Preparing PP/clay nanocomposites using a swelling agent

Abstract Polypropylene (PP)/clay nanocomposites (PPCN) were prepared using a swollen organoclay, which had a larger interlayer spacing than pristine organoclay. The organoclay was first treated with a swelling agent (maleic anhydride, MA) and a co-swelling agent in solution. Then, it was melt blended with PP-g-MA to generate a pre-intercalated composite (PIC).

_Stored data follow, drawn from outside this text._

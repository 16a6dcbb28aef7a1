//! Convenience re-exports for common `dispatch-rs` types.
//!
//! ```ignore
//! use dispatch_rs::prelude::*;
//! ```
//!
//! Covers building a [`Dispatcher`], defining tools, supplying context, and
//! observing events. Lower-level pieces (the cache, the breaker, dependency
//! layering) are left in their modules.

pub use std::sync::Arc;

// ── Pipeline ────────────────────────────────────────────────────────
pub use crate::config::DispatchConfig;
pub use crate::dispatcher::{DispatchOutcome, Dispatcher, DispatcherBuilder};
pub use crate::error::{ConfigError, DispatchError, SelectionError};

// ── Tools ───────────────────────────────────────────────────────────
pub use crate::tools::{
    FnTool, InMemoryUsageSink, Tool, ToolDescriptor, ToolFuture, ToolInput, ToolRegistry,
    ToolResult, ToolStatus, UsageSink,
};

// ── Context ─────────────────────────────────────────────────────────
pub use crate::context::{
    ContextEntry, ContextKind, ContextProvider, ProviderFuture, StaticContextProvider,
};

// ── Events ──────────────────────────────────────────────────────────
pub use crate::events::{
    CompositeEventHandler, DispatchEvent, EventHandler, FnEventHandler, LoggingHandler,
    NoopHandler,
};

Finally, the PIC was blended with PP to obtain a PPCN, which contained small amounts of PP-g-MA. The materials were characterized using X-ray diffraction (XRD), Scanning electron microscopy, Transmission electron microscopy (TEM), and TGA. The XRD graphs showed that the basal spacing of the pristine clay treated with MA was 1.6 nm, which was larger than that of the original clay, but smaller than that of the organoclay. The XRD graphs of the organoclay treated with MA showed double peaks at 3 and 5.5°. As the ratio of MA to the organoclay increased, the peak at 5.5° decreased gradually. TEM micrographs indicated that the clay layers in the pre-intercalated blends were still stacked in an orderly manner. However, partial exfoliation of the clay layers was observed in the PPCN. The nanocomposites prepared with the aid of swelling agents contained some PP-g-MA. Good dispersion of the clay layers gave the PPCN greater thermal stability and an enhanced storage modulus, which indicated a reinforcing effect of the clay in the PP matrix. The increased Tg (derived from Dynamic mechanical analysis) of PPCN implied that the PP macromolecules were intercalated between interlayers of the silicate.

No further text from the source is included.